Attachment #568349 - Flags: feedback?(bmcbride) → feedback+
(In reply to Paul O'Shannessy [:zpao] from comment #10)
> f+, but I have one concern... This looks like it will be completely separate
> from session restore's crash detection. What's the interaction going to be
> like there?

There should be no interaction between them and I think that is the least confusing for the user.  They should either be crashing during startup in which case they get safe mode or they are crashing during session restore in which case they see about:sessionrestore.  The user shouldn't see both since they cover two mutually-exclusive parts of startup.  Does this answer your question?

> While you're here, you might want to look at bug 347680, which was a similar
> attempt a couple years ago, integrating with session restore.

Yes, I saw that bug and patch and incorporated feedback from there.   I think that a button on about:sessionrestore would still make sense and that bug can focus on that feature.
 
> ::: browser/base/content/safeMode.js
> @@ +138,5 @@
> >  }
> >  
> >  function onLoad() {
> > +  var startup = Components.classes["@mozilla.org/startup/startup;1"]
> > +                          .getService().wrappedJSObject;
> 
> What's this now? You're adding a new class but not an interface? If it's
> just going to be accessible from JS you should probably just do this as a
> jsm and not do the wrappedJSObject stuff. Otherwise, add an interface.
> (There's already nsIAppStartup which is sort of becoming overloaded, but
> could be useful).

Yeah, I figured I would be moving this somewhere else so just did that to get feedback on approach and so I could write it in JS.  I think I'll move it nsIAppStartup unless there is an objection to that. I guess means porting to C++?

Paul, do you think that I'm firing "startup-success" at an appropriate time to be as close to session restore startup without overlapping. (See paragraph 2 of comment 9).

I'm not sure what to do about the hack in nsXREDirProvider.cpp is it acceptable to init the pref service early and then make sure it doesn't get init'd again later?

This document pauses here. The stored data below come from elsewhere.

impl TimeLog {
    pub fn new(
        resource: ResourceId,
        start: DateTime<Utc>,
        end: DateTime<Utc>,
    ) -> Result<Self, ValidationError> {
        if end <= start {
            return Err(ValidationError::new(
                "time_log.end",
                end,
                format!("must be after start {start}"),
            ));
        }
        Ok(Self {
            resource,
            start,
            end,
        })
    }

    pub fn resource(&self) -> ResourceId {
        self.resource
    }

    pub fn start(&self) -> DateTime<Utc> {
        self.start
    }

    pub fn end(&self) -> DateTime<Utc> {
        self.end
    }

    pub fn seconds(&self) -> i64 {
        (self.end - self.start).num_seconds()
    }
}

/// Scheduling half of a task: user intent, solver answer and cached totals.
#[derive(Debug, Clone, PartialEq, Serialize, Deserialize)]
pub struct ScheduleInfo {
    pub(crate) model: ScheduleModel,
    pub(crate) timing: f64,
    pub(crate) unit: ScheduleUnit,
    pub(crate) constraint: ScheduleConstraint,
    pub(crate) bid_timing: f64,
    pub(crate) bid_unit: ScheduleUnit,
    pub(crate) priority: u16,
    pub(crate) is_milestone: bool,
    pub(crate) start: DateTime<Utc>,
    pub(crate) end: DateTime<Utc>,
    pub(crate) computed_start: Option<DateTime<Utc>>,
    pub(crate) computed_end: Option<DateTime<Utc>>,
    pub(crate) computed_resources: Vec<ResourceId>,
    pub(crate) schedule_seconds: i64,
    pub(crate) total_logged_seconds: i64,
}

impl ScheduleInfo {
    pub fn model(&self) -> ScheduleModel {
        self.model
    }

    pub fn timing(&self) -> f64 {
        self.timing
    }

    pub fn unit(&self) -> ScheduleUnit {
        self.unit
    }

    pub fn constraint(&self) -> ScheduleConstraint {
        self.constraint
    }

    pub fn bid_timing(&self) -> f64 {
        self.bid_timing
    }

    pub fn bid_unit(&self) -> ScheduleUnit {
        self.bid_unit
    }

    pub fn priority(&self) -> u16 {
        self.priority
    }

    pub fn is_milestone(&self) -> bool {
        self.is_milestone
    }

    pub fn start(&self) -> DateTime<Utc> {
        self.start
    }

    pub fn end(&self) -> DateTime<Utc> {
        self.end
    }

    pub fn computed_start(&self) -> Option<DateTime<Utc>> {
        self.computed_start
    }

    pub fn computed_end(&self) -> Option<DateTime<Utc>> {
        self.computed_end
    }

    pub fn computed_resources(&self) -> &[ResourceId] {
        &self.computed_resources
    }

    pub fn schedule_seconds(&self) -> i64 {
        self.schedule_seconds
    }

    pub fn total_logged_seconds(&self) -> i64 {
        self.total_logged_seconds
    }
}

#[derive(Debug, Clone, Default, PartialEq, Serialize, Deserialize)]
pub struct DependencyInfo {
    pub(crate) depends_on: Vec<TaskDependency>,
}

Is it fine to add the two startup notifications in my patch or should both/any of them just call directly into nsIAppStartup?
(In reply to Matthew N. [:MattN] from comment #12)
> (In reply to Paul O'Shannessy [:zpao] from comment #10)
> > f+, but I have one concern... This looks like it will be completely separate
> > from session restore's crash detection. What's the interaction going to be
> > like there?
> 
> There should be no interaction between them and I think that is the least
> confusing for the user.  They should either be crashing during startup in
> which case they get safe mode or they are crashing during session restore in
> which case they see about:sessionrestore.  The user shouldn't see both since
> they cover two mutually-exclusive parts of startup.  Does this answer your
> question?

Ok, that's what I figured was happening.

> Paul, do you think that I'm firing "startup-success" at an appropriate time
> to be as close to session restore startup without overlapping. (See
> paragraph 2 of comment 9).

Session restore is started from the first window's delayedStartup, so I think you're fine.

> I'm not sure what to do about the hack in nsXREDirProvider.cpp is it
> acceptable to init the pref service early and then make sure it doesn't get
> init'd again later?

Maybe. I think you might want to check with somebody who knows that whole thing better. I don't know if we've done any optimizations at startup to move pref service initialization later already or what sort of hit it is. I'm guessing we already do things pretty early since so much needs prefs. Taras might now (you might want to talk to him anyway and see if there's anything telemetry related he might have thoughts on)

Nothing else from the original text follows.